- [Goal of the exercise]
Under this line are the records; write out word for word the part that begins at the line containing "for unit testing" and ends at the line containing "with an outcome", and no more.

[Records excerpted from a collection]

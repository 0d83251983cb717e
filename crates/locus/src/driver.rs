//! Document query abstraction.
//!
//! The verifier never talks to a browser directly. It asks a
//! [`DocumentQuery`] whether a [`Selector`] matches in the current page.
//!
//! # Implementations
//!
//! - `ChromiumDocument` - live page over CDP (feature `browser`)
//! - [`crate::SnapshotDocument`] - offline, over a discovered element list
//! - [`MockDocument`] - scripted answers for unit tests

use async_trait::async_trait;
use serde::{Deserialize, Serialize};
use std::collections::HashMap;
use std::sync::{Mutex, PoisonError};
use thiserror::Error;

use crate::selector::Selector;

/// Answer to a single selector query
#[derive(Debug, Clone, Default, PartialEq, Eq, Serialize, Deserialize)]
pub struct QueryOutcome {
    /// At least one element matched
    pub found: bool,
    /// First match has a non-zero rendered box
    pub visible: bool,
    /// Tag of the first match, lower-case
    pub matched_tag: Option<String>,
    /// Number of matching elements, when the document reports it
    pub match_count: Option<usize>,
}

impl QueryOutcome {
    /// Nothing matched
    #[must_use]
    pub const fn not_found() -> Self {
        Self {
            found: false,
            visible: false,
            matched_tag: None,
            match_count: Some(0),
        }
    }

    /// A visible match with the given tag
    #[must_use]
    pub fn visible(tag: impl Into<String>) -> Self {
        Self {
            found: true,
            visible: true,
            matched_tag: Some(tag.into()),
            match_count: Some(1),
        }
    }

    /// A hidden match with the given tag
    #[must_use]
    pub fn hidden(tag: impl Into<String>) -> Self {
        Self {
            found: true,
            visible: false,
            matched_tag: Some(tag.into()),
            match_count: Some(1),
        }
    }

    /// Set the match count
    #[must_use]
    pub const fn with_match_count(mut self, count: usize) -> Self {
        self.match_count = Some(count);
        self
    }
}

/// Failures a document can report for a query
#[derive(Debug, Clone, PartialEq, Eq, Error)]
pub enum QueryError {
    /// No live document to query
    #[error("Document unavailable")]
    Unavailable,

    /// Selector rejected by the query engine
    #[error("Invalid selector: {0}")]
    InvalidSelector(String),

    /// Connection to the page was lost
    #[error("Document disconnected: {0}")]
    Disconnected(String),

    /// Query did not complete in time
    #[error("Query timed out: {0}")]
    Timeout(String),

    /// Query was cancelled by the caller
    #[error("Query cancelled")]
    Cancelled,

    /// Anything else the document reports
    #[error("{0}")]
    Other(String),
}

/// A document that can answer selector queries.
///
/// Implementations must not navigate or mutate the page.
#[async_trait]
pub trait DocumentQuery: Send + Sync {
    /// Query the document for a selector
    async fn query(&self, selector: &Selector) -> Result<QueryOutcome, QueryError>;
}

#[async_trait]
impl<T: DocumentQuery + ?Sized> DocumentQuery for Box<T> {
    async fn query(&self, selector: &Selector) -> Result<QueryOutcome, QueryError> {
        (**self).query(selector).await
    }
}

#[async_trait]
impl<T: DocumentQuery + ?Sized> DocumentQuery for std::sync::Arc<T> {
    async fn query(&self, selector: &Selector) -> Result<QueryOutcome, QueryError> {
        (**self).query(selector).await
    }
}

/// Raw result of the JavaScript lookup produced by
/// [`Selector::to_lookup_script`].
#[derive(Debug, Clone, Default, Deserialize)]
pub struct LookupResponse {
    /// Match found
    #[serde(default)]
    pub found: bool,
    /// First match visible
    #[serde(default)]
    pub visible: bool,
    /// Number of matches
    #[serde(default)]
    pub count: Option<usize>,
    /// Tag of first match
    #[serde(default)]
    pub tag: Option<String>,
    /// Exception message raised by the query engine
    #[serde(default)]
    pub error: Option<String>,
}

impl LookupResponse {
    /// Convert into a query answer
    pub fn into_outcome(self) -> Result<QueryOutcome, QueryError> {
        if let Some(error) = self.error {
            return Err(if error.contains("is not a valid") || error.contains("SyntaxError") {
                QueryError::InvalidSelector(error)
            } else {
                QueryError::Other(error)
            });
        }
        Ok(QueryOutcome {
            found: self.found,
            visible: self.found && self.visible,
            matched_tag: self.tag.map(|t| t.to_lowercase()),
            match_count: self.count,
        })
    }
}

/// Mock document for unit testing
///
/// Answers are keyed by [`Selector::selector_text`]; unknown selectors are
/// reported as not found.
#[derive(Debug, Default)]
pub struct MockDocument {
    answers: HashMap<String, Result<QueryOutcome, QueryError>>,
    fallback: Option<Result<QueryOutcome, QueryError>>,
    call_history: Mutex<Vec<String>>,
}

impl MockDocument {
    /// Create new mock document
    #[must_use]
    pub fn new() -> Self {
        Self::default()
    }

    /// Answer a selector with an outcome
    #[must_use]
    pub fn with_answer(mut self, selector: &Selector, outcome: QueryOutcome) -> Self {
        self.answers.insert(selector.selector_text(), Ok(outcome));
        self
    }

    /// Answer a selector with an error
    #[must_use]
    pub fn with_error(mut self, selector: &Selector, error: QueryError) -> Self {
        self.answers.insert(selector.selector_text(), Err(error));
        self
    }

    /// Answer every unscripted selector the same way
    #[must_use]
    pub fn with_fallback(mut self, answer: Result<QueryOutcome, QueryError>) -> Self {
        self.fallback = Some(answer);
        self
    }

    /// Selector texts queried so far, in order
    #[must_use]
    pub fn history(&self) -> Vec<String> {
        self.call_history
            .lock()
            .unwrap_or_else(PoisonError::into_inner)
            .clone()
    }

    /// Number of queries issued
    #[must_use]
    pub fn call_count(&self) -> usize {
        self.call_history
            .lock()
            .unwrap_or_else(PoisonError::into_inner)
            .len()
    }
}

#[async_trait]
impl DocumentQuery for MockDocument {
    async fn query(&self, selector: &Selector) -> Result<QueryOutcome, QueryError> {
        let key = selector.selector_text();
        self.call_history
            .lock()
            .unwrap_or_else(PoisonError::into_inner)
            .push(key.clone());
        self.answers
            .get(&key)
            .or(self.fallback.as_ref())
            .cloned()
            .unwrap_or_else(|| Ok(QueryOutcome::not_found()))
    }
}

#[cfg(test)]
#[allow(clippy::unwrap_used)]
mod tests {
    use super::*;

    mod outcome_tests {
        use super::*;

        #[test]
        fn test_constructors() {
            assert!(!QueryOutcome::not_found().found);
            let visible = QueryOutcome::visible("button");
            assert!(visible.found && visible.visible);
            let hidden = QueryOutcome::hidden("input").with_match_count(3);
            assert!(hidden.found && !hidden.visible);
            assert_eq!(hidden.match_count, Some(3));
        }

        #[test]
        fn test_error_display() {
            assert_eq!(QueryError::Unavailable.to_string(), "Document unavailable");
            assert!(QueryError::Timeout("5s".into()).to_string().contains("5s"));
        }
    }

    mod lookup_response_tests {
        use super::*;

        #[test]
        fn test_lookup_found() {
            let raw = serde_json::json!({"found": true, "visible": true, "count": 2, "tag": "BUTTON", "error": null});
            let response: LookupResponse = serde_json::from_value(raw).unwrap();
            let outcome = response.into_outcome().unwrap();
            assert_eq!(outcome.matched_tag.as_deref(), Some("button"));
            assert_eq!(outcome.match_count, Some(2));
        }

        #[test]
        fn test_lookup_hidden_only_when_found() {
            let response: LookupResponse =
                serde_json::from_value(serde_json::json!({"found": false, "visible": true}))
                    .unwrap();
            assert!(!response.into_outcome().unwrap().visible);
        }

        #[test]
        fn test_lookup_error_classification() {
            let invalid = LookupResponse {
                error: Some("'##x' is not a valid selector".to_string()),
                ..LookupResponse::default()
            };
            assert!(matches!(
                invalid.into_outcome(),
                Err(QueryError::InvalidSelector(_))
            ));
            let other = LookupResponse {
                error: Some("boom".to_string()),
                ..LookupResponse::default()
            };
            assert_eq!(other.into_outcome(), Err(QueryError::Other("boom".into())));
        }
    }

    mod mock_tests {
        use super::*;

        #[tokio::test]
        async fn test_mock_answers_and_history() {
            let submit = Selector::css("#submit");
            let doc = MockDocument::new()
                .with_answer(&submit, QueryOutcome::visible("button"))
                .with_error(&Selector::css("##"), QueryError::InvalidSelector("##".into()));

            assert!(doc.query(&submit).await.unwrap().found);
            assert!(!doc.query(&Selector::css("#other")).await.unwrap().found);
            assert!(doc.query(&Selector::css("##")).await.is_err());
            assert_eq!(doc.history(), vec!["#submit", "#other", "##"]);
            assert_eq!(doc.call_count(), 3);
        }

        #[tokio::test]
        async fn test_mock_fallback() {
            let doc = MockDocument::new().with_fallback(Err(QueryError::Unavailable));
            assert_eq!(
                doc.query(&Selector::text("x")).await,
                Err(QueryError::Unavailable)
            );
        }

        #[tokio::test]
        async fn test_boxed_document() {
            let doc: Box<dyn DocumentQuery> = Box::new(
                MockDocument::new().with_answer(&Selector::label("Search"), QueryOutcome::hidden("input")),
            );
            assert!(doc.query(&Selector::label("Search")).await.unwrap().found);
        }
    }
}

- [Output for this task]
/// Mock document for unit testing
///
/// Answers are keyed by [`Selector::selector_text`]; unknown selectors are
/// reported as not found.
#[derive(Debug, Default)]
pub struct MockDocument {
    answers: HashMap<String, Result<QueryOutcome, QueryError>>,
    fallback: Option<Result<QueryOutcome, QueryError>>,
    call_history: Mutex<Vec<String>>,
}

impl MockDocument {
    /// Create new mock document
    #[must_use]
    pub fn new() -> Self {
        Self::default()
    }

    /// Answer a selector with an outcome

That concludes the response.